今回の岐阜行きのメインの目的地「みんなの森 ぎふメディアコスモス」に到着し、中に入るカフェで落ち着いている両親と妻を残し、一人向かうのは斜向かいの「岐阜市市民会館」。午前中に立ち寄った羽鳥市庁舎同様、坂倉準三の手による設計である。

1937年 パリ万博日本館 (36歳,現存せず) 
1941年 飯箸邸 (40歳,現・ドメイヌ・ドゥ・ミクニ、Docomomo Japan)
1949年 大阪スタヂアム (48歳,現存せず)
1951年 神奈川県立近代美術館 鎌倉館本館 (50歳,Docomomo Japan)
     東京日仏学院 (50歳,現・アンスティチュ・フランセ東京)
1953年 岡本太郎邸 (52歳,現・岡本太郎記念館)
1955年 国際文化会館 (54歳,前川國男・吉村順三と共同設計,日本建築学会賞,Docomomo Japan選定)
1959年 羽島市庁舎 (58歳,日本建築学会賞,Docomomo Japan)
     シルクセンター国際貿易観光会館 (54歳,BCS賞)
1962年 呉市庁舎・呉市民会館 (61歳,現存せず)
1963年 羽島市勤労青少年ホーム (62歳)
     佐賀県体育館 (62歳,現・市村記念体育館)
1964年 上野市庁舎 (63歳,現・伊賀市庁舎、南庁舎のみ現存)
     芦屋市民センター 市民会館本館 (63歳)
    ホテル三愛 (63歳,現・札幌パークホテル)
1966年 神奈川県立近代美術館鎌倉館新館 (65歳)
    神奈川県庁新庁舎 (65歳,BCS賞)
    新宿駅西口広場 (65歳,日本建築学会賞,Docomomo Japan)
    名古屋近鉄ビル (65歳)
1967年 小田急電鉄新宿駅西口本屋ビル (66歳,現・小田急百貨店本店)
    岐阜市民会館 (66歳,BCS賞)
    山口県立山口博物館 (66歳)
1968年 羽島市民会館 (67歳)
1969年 芦屋市民センター 市民会館ルナ・ホール
1969年 心筋梗塞のため68歳で没
1970年 大阪万国博覧会電力館 (現存せず)
    奈良近鉄ビル
1971年 宮崎県総合博物館 

年表を見ると、羽鳥市庁舎からおよそ10年近くたってのこの岐阜市市民会館。その間に日本全国の様々な市庁舎や文化施設を手がけて、満を持しての岐阜でのプロジェクト。水平性を強調するように張り出した二階部分のボリュームに、円錐形をした大ホールが突き刺さる明快な構成をとっている。

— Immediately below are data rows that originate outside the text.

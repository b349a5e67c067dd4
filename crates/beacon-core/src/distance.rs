//! RSSI-based distance estimation.
//!
//! The estimate uses `ratio = rssi / calibrated_power`. Below a ratio of 1 the
//! beacon is closer than the reference distance and `ratio^10` is used. Beyond
//! that a path-loss curve applies. The far-field coefficients are empirical and
//! differ per frame type: iBeacon reports power at 1 m, Eddystone at 0 m. The
//! default [`DistanceModel::PerFrame`] picks the curve from the frame; a fixed
//! curve or a custom [`DistanceEstimator`] can replace it.

use serde::{Deserialize, Serialize};

use crate::types::BeaconKind;

/// Estimates a distance in metres from a received RSSI and calibrated power.
pub trait DistanceEstimator: Send + Sync {
    /// Returns `None` when no estimate can be made (e.g. zero calibrated power).
    fn estimate(&self, kind: &BeaconKind, rssi: i16, calibrated_power: i8) -> Option<f64>;
}

/// Built-in distance curves.
#[derive(Debug, Clone, Copy, PartialEq, Eq, Default, Serialize, Deserialize)]
#[serde(rename_all = "snake_case")]
pub enum DistanceModel {
    /// [`Steep`](Self::Steep) for iBeacon, [`PathLoss`](Self::PathLoss) otherwise.
    #[default]
    PerFrame,

    /// `0.9 * ratio^7.7 + 0.111` in the far field.
    PathLoss,

    /// `0.19 * ratio^8` in the far field.
    Steep,
}

impl DistanceModel {
    /// The fixed curve used for `kind`.
    #[must_use]
    pub const fn for_kind(self, kind: &BeaconKind) -> Self {
        match (self, kind) {
            (Self::PerFrame, BeaconKind::IBeacon { .. }) => Self::Steep,
            (Self::PerFrame, _) => Self::PathLoss,
            (fixed, _) => fixed,
        }
    }

    /// Far-field part of the curve, for `ratio >= 1`.
    #[must_use]
    pub fn far_field(self, kind: &BeaconKind, ratio: f64) -> f64 {
        match self.for_kind(kind) {
            Self::Steep => 0.19 * ratio.powi(8),
            _ => ratio.powf(7.7).mul_add(0.9, 0.111),
        }
    }
}

impl DistanceEstimator for DistanceModel {
    fn estimate(&self, kind: &BeaconKind, rssi: i16, calibrated_power: i8) -> Option<f64> {
        if calibrated_power == 0 {
            return None;
        }
        let ratio = f64::from(rssi) / f64::from(calibrated_power);
        if ratio < 1.0 {
            Some(ratio.powi(10))
        } else {
            Some(self.far_field(kind, ratio))
        }
    }
}

impl<F> DistanceEstimator for F
where
    F: Fn(&BeaconKind, i16, i8) -> Option<f64> + Send + Sync,
{
    fn estimate(&self, kind: &BeaconKind, rssi: i16, calibrated_power: i8) -> Option<f64> {
        self(kind, rssi, calibrated_power)
    }
}
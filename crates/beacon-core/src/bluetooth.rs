//! Advertisement sources and trigger sinks.
//!
//! This module provides:
//! - [`AdvertisementSource`]: one bounded scan returning the raw advertisement set
//! - [`EventSink`]: delivery of automation triggers to the host
//! - [`ReplaySource`]: scan cycles replayed from a JSON-lines capture
//! - `BluezScanner`: live scanning through BlueZ (feature `bluetooth`)
//! - `MemorySink`: a recording sink (tests and feature `mock-bluetooth`)

use std::path::{Path, PathBuf};
use std::sync::atomic::{AtomicUsize, Ordering};
use std::time::Duration;

use async_trait::async_trait;
use thiserror::Error;
use tracing::debug;
use uuid::Uuid;

use crate::presence::Trigger;
use crate::types::RawAdvertisement;

/// Bluetooth and advertisement source errors.
#[derive(Debug, Error)]
pub enum BluetoothError {
    /// No adapter is present.
    #[error("No Bluetooth adapter found")]
    AdapterNotFound,

    /// The adapter is present but could not be powered on.
    #[error("Bluetooth adapter is powered off")]
    AdapterPoweredOff,

    /// The scan did not complete in time.
    #[error("Scan timed out after {duration_ms} ms")]
    ScanTimeout {
        /// Timeout that elapsed.
        duration_ms: u64,
    },

    /// The BlueZ session could not be opened.
    #[error("Failed to initialize Bluetooth session: {message}")]
    SessionInitFailed {
        /// Underlying error.
        message: String,
    },

    /// Discovery failed mid-scan.
    #[error("Discovery failed: {message}")]
    DiscoveryFailed {
        /// Underlying error.
        message: String,
    },

    /// A replay capture could not be loaded.
    #[error("Failed to load replay {}: {message}", .path.display())]
    ReplayFailed {
        /// Capture path.
        path: PathBuf,
        /// What went wrong.
        message: String,
    },
}

/// Result alias for advertisement sources.
pub type BluetoothResult<T> = std::result::Result<T, BluetoothError>;

/// Produces the advertisements heard during one scan.
#[async_trait]
pub trait AdvertisementSource: Send + Sync {
    /// Listen for `duration` and return every advertisement heard.
    async fn scan(&self, duration: Duration) -> BluetoothResult<Vec<RawAdvertisement>>;
}

/// Receives triggers for the host to fire.
pub trait EventSink: Send + Sync {
    /// Deliver one trigger.
    ///
    /// # Errors
    ///
    /// Returns an error if the trigger could not be delivered.
    fn emit(&self, trigger: &Trigger) -> crate::Result<()>;
}

// ============================================================================
// Replay
// ============================================================================

/// Replays captured scan cycles, one JSON array of advertisements per line.
///
/// Cycles repeat once the capture is exhausted.
#[derive(Debug, Default)]
pub struct ReplaySource {
    cycles: Vec<Vec<RawAdvertisement>>,
    cursor: AtomicUsize,
}

impl ReplaySource {
    /// Replay the given cycles.
    #[must_use]
    pub const fn new(cycles: Vec<Vec<RawAdvertisement>>) -> Self {
        Self {
            cycles,
            cursor: AtomicUsize::new(0),
        }
    }

    /// Load a JSON-lines capture. Blank lines are skipped.
    ///
    /// # Errors
    ///
    /// Returns [`BluetoothError::ReplayFailed`] if the file cannot be read or a
    /// line is not a JSON array of advertisements.
    pub fn from_path(path: &Path) -> BluetoothResult<Self> {
        let content = std::fs::read_to_string(path).map_err(|e| BluetoothError::ReplayFailed {
            path: path.to_path_buf(),
            message: e.to_string(),
        })?;
        Self::parse(&content).map_err(|message| BluetoothError::ReplayFailed {
            path: path.to_path_buf(),
            message,
        })
    }

    fn parse(content: &str) -> std::result::Result<Self, String> {
        let cycles = content
            .lines()
            .enumerate()
            .filter(|(_, line)| !line.trim().is_empty())
            .map(|(index, line)| {
                serde_json::from_str(line).map_err(|e| format!("line {}: {e}", index + 1))
            })
            .collect::<std::result::Result<Vec<_>, _>>()?;
        Ok(Self::new(cycles))
    }

    /// Number of distinct cycles.
    #[must_use]
    pub fn len(&self) -> usize {
        self.cycles.len()
    }

    /// Whether the capture is empty.
    #[must_use]
    pub fn is_empty(&self) -> bool {
        self.cycles.is_empty()
    }
}

#[async_trait]
impl AdvertisementSource for ReplaySource {
    async fn scan(&self, _duration: Duration) -> BluetoothResult<Vec<RawAdvertisement>> {
        if self.cycles.is_empty() {
            return Ok(Vec::new());
        }
        let index = self.cursor.fetch_add(1, Ordering::Relaxed) % self.cycles.len();
        debug!(cycle = index, advertisements = self.cycles[index].len(), "Replaying scan cycle");
        Ok(self.cycles[index].clone())
    }
}

// ============================================================================
// Recording sink
// ============================================================================

/// Sink that records every trigger in memory.
#[cfg(any(test, feature = "mock-bluetooth"))]
#[derive(Debug, Default)]
pub struct MemorySink {
    triggers: std::sync::Mutex<Vec<Trigger>>,
}

#[cfg(any(test, feature = "mock-bluetooth"))]
impl MemorySink {
    /// Create an empty sink.
    #[must_use]
    pub fn new() -> Self {
        Self::default()
    }

    /// Triggers recorded so far.
    #[must_use]
    pub fn triggers(&self) -> Vec<Trigger> {
        self.triggers
            .lock()
            .unwrap_or_else(std::sync::PoisonError::into_inner)
            .clone()
    }

    /// Names of triggers recorded so far.
    #[must_use]
    pub fn names(&self) -> Vec<&'static str> {
        self.triggers().iter().map(|trigger| trigger.name).collect()
    }
}

#[cfg(any(test, feature = "mock-bluetooth"))]
impl EventSink for MemorySink {
    fn emit(&self, trigger: &Trigger) -> crate::Result<()> {
        self.triggers
            .lock()
            .unwrap_or_else(std::sync::PoisonError::into_inner)
            .push(trigger.clone());
        Ok(())
    }
}

// ============================================================================
// Conversion helpers
// ============================================================================

const BLUETOOTH_BASE_UUID: u128 = 0x0000_0000_0000_1000_8000_0080_5f9b_34fb;
const LOW_96_BITS: u128 = (1 << 96) - 1;

/// Render a service UUID the way advertisements are matched: 16-bit UUIDs on the
/// Bluetooth base as four lowercase hex digits, anything else hyphenated.
#[must_use]
pub fn shorten_service_uuid(uuid: &Uuid) -> String {
    let value = uuid.as_u128();
    if value & LOW_96_BITS == BLUETOOTH_BASE_UUID {
        if let Ok(short) = u16::try_from(value >> 96) {
            return format!("{short:04x}");
        }
    }
    uuid.hyphenated().to_string()
}

/// Manufacturer data as it appears on air: little-endian company id, then payload.
#[must_use]
pub fn manufacturer_bytes(company_id: u16, payload: &[u8]) -> Vec<u8> {
    let mut bytes = Vec::with_capacity(payload.len() + 2);
    bytes.extend_from_slice(&company_id.to_le_bytes());
    bytes.extend_from_slice(payload);
    bytes
}

// ============================================================================
// BlueZ
// ============================================================================

#[cfg(feature = "bluetooth")]
pub use bluez::BluezScanner;

#[cfg(feature = "bluetooth")]
mod bluez {
    use std::time::Duration;

    use async_trait::async_trait;
    use bluer::{Adapter, AdapterEvent, Address, DiscoveryFilter, DiscoveryTransport, Session};
    use futures::StreamExt;
    use tracing::{debug, info};

    use super::{
        manufacturer_bytes, shorten_service_uuid, AdvertisementSource, BluetoothError,
        BluetoothResult,
    };
    use crate::types::{AddressType, RawAdvertisement, ServiceData};

    impl From<bluer::Error> for BluetoothError {
        fn from(err: bluer::Error) -> Self {
            Self::DiscoveryFailed {
                message: err.to_string(),
            }
        }
    }

    /// Live advertisement source backed by BlueZ over D-Bus.
    ///
    /// Requires `bluetoothd` to be running.
    pub struct BluezScanner {
        _session: Session,
        adapter: Adapter,
    }

    impl std::fmt::Debug for BluezScanner {
        fn fmt(&self, f: &mut std::fmt::Formatter<'_>) -> std::fmt::Result {
            f.debug_struct("BluezScanner")
                .field("adapter", &self.adapter.name())
                .finish()
        }
    }

    impl BluezScanner {
        /// Open a session on the default adapter and power it on.
        ///
        /// # Errors
        ///
        /// Returns an error if BlueZ is unreachable or no adapter can be powered.
        pub async fn new() -> BluetoothResult<Self> {
            let session = Session::new()
                .await
                .map_err(|e| BluetoothError::SessionInitFailed {
                    message: e.to_string(),
                })?;
            let adapter = session
                .default_adapter()
                .await
                .map_err(|_| BluetoothError::AdapterNotFound)?;

            if !adapter.is_powered().await? {
                adapter
                    .set_powered(true)
                    .await
                    .map_err(|_| BluetoothError::AdapterPoweredOff)?;
            }

            adapter
                .set_discovery_filter(DiscoveryFilter {
                    transport: DiscoveryTransport::Le,
                    duplicate_data: true,
                    ..Default::default()
                })
                .await?;

            info!(adapter = adapter.name(), "Bluetooth adapter ready");
            Ok(Self {
                _session: session,
                adapter,
            })
        }

        async fn read_device(&self, address: Address) -> BluetoothResult<Option<RawAdvertisement>> {
            let device = self.adapter.device(address)?;

            // Cached devices that did not advertise during this scan carry no RSSI.
            let Some(rssi) = device.rssi().await? else {
                return Ok(None);
            };

            let address_type = match device.address_type().await? {
                bluer::AddressType::LeRandom => AddressType::Random,
                _ => AddressType::Public,
            };

            let manufacturer_data = device.manufacturer_data().await?.and_then(|data| {
                data.into_iter()
                    .min_by_key(|(company_id, _)| *company_id)
                    .map(|(company_id, payload)| manufacturer_bytes(company_id, &payload))
            });

            let mut service_data: Vec<ServiceData> = device
                .service_data()
                .await?
                .map(|data| {
                    data.into_iter()
                        .map(|(uuid, payload)| ServiceData::new(shorten_service_uuid(&uuid), payload))
                        .collect()
                })
                .unwrap_or_default();
            service_data.sort_by(|a, b| a.uuid.cmp(&b.uuid));

            Ok(Some(RawAdvertisement {
                local_name: device.name().await?,
                address: address.to_string(),
                address_type,
                rssi,
                manufacturer_data,
                service_data,
            }))
        }
    }

    #[async_trait]
    impl AdvertisementSource for BluezScanner {
        async fn scan(&self, duration: Duration) -> BluetoothResult<Vec<RawAdvertisement>> {
            let events = self.adapter.discover_devices().await?;
            futures::pin_mut!(events);

            let mut addresses: Vec<Address> = Vec::new();
            let deadline = tokio::time::sleep(duration);
            tokio::pin!(deadline);

            loop {
                tokio::select! {
                    () = &mut deadline => break,
                    event = events.next() => match event {
                        Some(AdapterEvent::DeviceAdded(address)) => {
                            if !addresses.contains(&address) {
                                addresses.push(address);
                            }
                        }
                        Some(_) => {}
                        None => break,
                    },
                }
            }

            let mut advertisements = Vec::with_capacity(addresses.len());
            for address in addresses {
                match self.read_device(address).await {
                    Ok(Some(advertisement)) => advertisements.push(advertisement),
                    Ok(None) => {}
                    Err(e) => debug!(%address, error = %e, "Skipping unreadable device"),
                }
            }

            debug!(count = advertisements.len(), "Scan complete");
            Ok(advertisements)
        }
    }
}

こちらのホームページで各図面を見ることができるが円形が見事にホールとして使われているのが見て取れる。


円形のホールというのは音響的に決して好まれる形状ではないはずであるが、「音響家が選ぶ優良ホール100選」にも選ばれているというので、様々な手を使って音響効果を改善したのだろうと想像する。

敷地の制限で前面道路との距離がかなり近いことに加えて、恐らく竣工以降に設置されたのであろう前面道路の歩道橋が、道路境界と建物までの空間を狭くしてしまっているのが残念である。またところどころに見える耐震ブレースが、1981年に改正された耐震基準以前に設計された建物だということ、またそれだけ長く使われ続けている建物だということを強く伝えているようである。